Engineers with Allis Chalmers, which produced farm tractors and other agricultural equipment, designed the engine in 1912, Kinsler said. Workers assembled it at the Allis Chalmers manufacturing plant in Milwaukee, Wisconsin, and shipped it to Blackwell. The engine was installed on the smelter property in 1914, and it was put into operation in 1916, one year before the smelter opened at full operating capacity.

The zinc smelter was at one time the largest in the world. According to volunteers, the smelter produced up to 20% of the world’s cadmium and zinc in 1965. It had more than 900 employees and an annual payroll of almost $5 million.

The smelter closed in 1975 when the AMAX Corporation, which owned the smelter, moved production of its goods to a newer facility in Missouri. The company donated the steam engine to the steam threshing organization. Volunteers disassembled the 110-ton engine and trucked it to Pawnee. In 1976, they put it back into operation as a permanent, functional display on the grounds of the tractor show.

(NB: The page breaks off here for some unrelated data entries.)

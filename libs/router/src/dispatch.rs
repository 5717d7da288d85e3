//! Final emission step shared by the pipeline, the correlator and the error
//! reporter.

use thiserror::Error;
use tsync_core::{AdapterError, AdapterRegistry, EmitResponse, EnvelopeError, HandleContext, RegistryError};

#[derive(Debug, Error)]
pub enum DispatchError {
    #[error(transparent)]
    Registry(#[from] RegistryError),
    #[error(transparent)]
    Envelope(#[from] EnvelopeError),
    #[error("transmission to {service} failed")]
    Transmit {
        service: String,
        #[source]
        source: AdapterError,
    },
}

/// Denormalizes and sends a fully resolved context through the destination
/// emitter, writing the vendor-assigned identifiers back onto `to_ids`.
pub(crate) async fn dispatch(
    registry: &AdapterRegistry,
    event: &mut HandleContext,
) -> Result<EmitResponse, DispatchError> {
    let emitter = registry.emitter(&event.to)?;
    let transmit = event.to_transmit()?;
    let payload = emitter
        .make_specific(&transmit)
        .await
        .map_err(|source| DispatchError::Transmit {
            service: event.to.clone(),
            source,
        })?;
    let response = emitter
        .send_payload(&payload)
        .await
        .map_err(|source| DispatchError::Transmit {
            service: event.to.clone(),
            source,
        })?;
    event.to_ids.message = Some(response.message.clone());
    event.to_ids.thread = Some(response.thread.clone());
    if let Some(url) = &response.url {
        event.to_ids.url = Some(url.clone());
    }
    Ok(response)
}
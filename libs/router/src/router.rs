//! Edge registration and the routing pipeline.

use std::sync::Arc;

use tracing::{debug, info, warn};
use tsync_core::{
    AdapterRegistry, EmitResponse, EventHandler, EventRegistration, Flow, HandleContext,
    InboundEvent, ReceiptContext, RegistryError, SYSTEM, SyncConfig,
};
use tsync_ordering::ContextQueues;

use crate::RouteError;
use crate::correlator::{LinkKind, ThreadCorrelator};
use crate::dispatch::dispatch;
use crate::reporter::ErrorReporter;
use crate::resolver::{CredentialResolver, Field};

/// The sync mesh's routing engine.
///
/// One instance serves every configured edge. Cloning the handle is cheap;
/// all clones share the registry, the credential resolver and the
/// per-conversation queues.
#[derive(Clone)]
pub struct SyncRouter {
    inner: Arc<RouterInner>,
}

struct RouterInner {
    registry: Arc<AdapterRegistry>,
    queues: ContextQueues,
    resolver: Arc<CredentialResolver>,
    correlator: ThreadCorrelator,
    reporter: ErrorReporter,
}

impl SyncRouter {
    /// Builds the router against a frozen adapter registry. Fails when the
    /// configured hub service has no hub registered.
    pub fn new(config: &SyncConfig, registry: Arc<AdapterRegistry>) -> Result<Self, RegistryError> {
        let hub = registry.hub(&config.hub_service)?;
        let resolver = Arc::new(CredentialResolver::new(config, hub));
        let correlator = ThreadCorrelator::new(Arc::clone(&registry), Arc::clone(&resolver));
        let reporter = ErrorReporter::new(Arc::clone(&registry), Arc::clone(&resolver));
        Ok(Self {
            inner: Arc::new(RouterInner {
                registry,
                queues: ContextQueues::new(),
                resolver,
                correlator,
                reporter,
            }),
        })
    }

    /// Registers every adjacent pair of each chain as a pair of directed
    /// edges: A↔B↔C wires A↔B and B↔C, never A↔C.
    pub fn register_chains(&self, mappings: &[Vec<Flow>]) -> Result<(), RegistryError> {
        for chain in mappings {
            for pair in chain.windows(2) {
                self.register_edge(&pair[0], &pair[1])?;
                self.register_edge(&pair[1], &pair[0])?;
            }
        }
        Ok(())
    }

    /// Wires one directed edge: a message listener on the source service
    /// whose handler queues the inbound event for routing towards `to`.
    ///
    /// Every capability the pipeline may need later is asserted up front,
    /// so a missing adapter surfaces at startup rather than mid-route.
    pub fn register_edge(&self, from: &Flow, to: &Flow) -> Result<(), RegistryError> {
        let listener = self.inner.registry.listener(&from.service)?;
        self.inner.registry.emitter(&from.service)?;
        self.inner.registry.emitter(&to.service)?;
        self.inner.registry.note_fetcher(&from.service)?;

        let name = format!("{}:{}=>{}:{}", from.service, from.flow, to.service, to.flow);
        let event = listener.translate_event_name("message");
        let inner = Arc::clone(&self.inner);
        let from_owned = from.clone();
        let to_owned = to.clone();
        let handler: EventHandler = Arc::new(move |inbound: InboundEvent| {
            let inner = Arc::clone(&inner);
            let from = from_owned.clone();
            let to = to_owned.clone();
            Box::pin(async move {
                // Scoped per source thread so one conversation never
                // reorders while unrelated ones run in parallel.
                let context = format!("{}:{}", from.service, inbound.context);
                let queues = inner.queues.clone();
                let worker = Arc::clone(&inner);
                queues.enqueue(context, async move {
                    worker.route(&from, &to, inbound).await;
                });
            })
        });
        listener.register_event(EventRegistration {
            events: vec![event],
            name,
            handler,
        });
        debug!(from = %from.service, to = %to.service, "edge registered");
        Ok(())
    }

    /// Conversations with a live queue worker, for observability.
    pub fn active_contexts(&self) -> usize {
        self.inner.queues.active_contexts()
    }
}

impl RouterInner {
    async fn route(&self, from: &Flow, to: &Flow, inbound: InboundEvent) {
        let listener = match self.registry.listener(&from.service) {
            Ok(listener) => listener,
            Err(err) => {
                warn!(error = %err, "listener vanished after registration");
                return;
            }
        };
        let receipt = match listener.make_generic(&inbound.raw).await {
            Ok(receipt) => receipt,
            Err(err) => {
                warn!(service = %from.service, error = %err, "discarding unreadable event");
                count(from, to, "invalid");
                return;
            }
        };
        if !should_route(&receipt, from, to) {
            debug!(
                from = %from.service,
                to = %to.service,
                source = %receipt.source,
                genesis = ?receipt.genesis,
                "filtered"
            );
            count(from, to, "filtered");
            return;
        }

        let mut event = HandleContext::new(receipt, to.service.clone(), to.flow.clone());
        let correlated = match self.correlator.find(&mut event, LinkKind::Thread).await {
            Ok(()) => true,
            Err(err) => {
                debug!(error = %err, "no usable thread link, opening a new thread");
                false
            }
        };
        match self.relay(&mut event, correlated).await {
            Ok(response) => {
                info!(
                    from = %from.service,
                    to = %to.service,
                    message = %response.message,
                    thread = %response.thread,
                    title = ?event.receipt().title,
                    "message routed"
                );
                count(from, to, "routed");
            }
            Err(err) => {
                count(from, to, "failed");
                self.reporter.report(&err, &event).await;
            }
        }
    }

    async fn relay(
        &self,
        event: &mut HandleContext,
        correlated: bool,
    ) -> Result<EmitResponse, RouteError> {
        self.resolver.use_provided(event, Field::User)?;
        self.resolver.resolve_token(event).await?;
        let response = dispatch(&self.registry, event).await?;
        if !correlated {
            // The message is already delivered; a failed marker pair costs
            // re-correlation later, not the message.
            if let Err(err) = self.correlator.record(event, LinkKind::Thread).await {
                warn!(error = %err, "connection markers could not be recorded");
            }
        }
        Ok(response)
    }
}

/// Loop prevention: relay only messages observed in the edge's source flow
/// that neither the mesh itself nor the destination service introduced.
fn should_route(receipt: &ReceiptContext, from: &Flow, to: &Flow) -> bool {
    if receipt.source_ids.flow != from.flow {
        return false;
    }
    let blocked = [SYSTEM, to.service.as_str()];
    if blocked.contains(&receipt.source.as_str()) {
        return false;
    }
    if let Some(genesis) = &receipt.genesis
        && blocked.contains(&genesis.as_str())
    {
        return false;
    }
    true
}

fn count(from: &Flow, to: &Flow, outcome: &'static str) {
    metrics::counter!(
        "sync_messages_total",
        "from" => from.service.clone(),
        "to" => to.service.clone(),
        "outcome" => outcome
    )
    .increment(1);
}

While volunteers didn’t obtain the second engine, the organization did acquire other steam-powered equipment – including a fire suppression system – from the smelter.

WHAT IT DID

The two steam engines provided all the electrical power needed for the smelter, Kinsler said. When the engines produced more electrical power than the smelter needed at a given time, the smelter sold the excess electricity to the City of Blackwell, Kinsler said.

The engine is rated to produce 350 kilowatts, and so was its sister engine. Kinsler said each engine would have had a crew of three or four workers. Workers used natural gas to fire boilers that generated steam for the engines. Natural gas was a good fuel to use for the engine, volunteers said.

Smelter officials chose to put the smelter in Blackwell because natural gas deposits were plentiful in the area.

Natural gas was also used to power the smelter’s furnaces, which melted metals.

“That was the whole reason the smelter was built at Blackwell,” Kinsler said. To start the engine, workers have to move the engine’s flywheel and allow steam to fill the engine’s cylinders. They also have to oil moving parts of the engine.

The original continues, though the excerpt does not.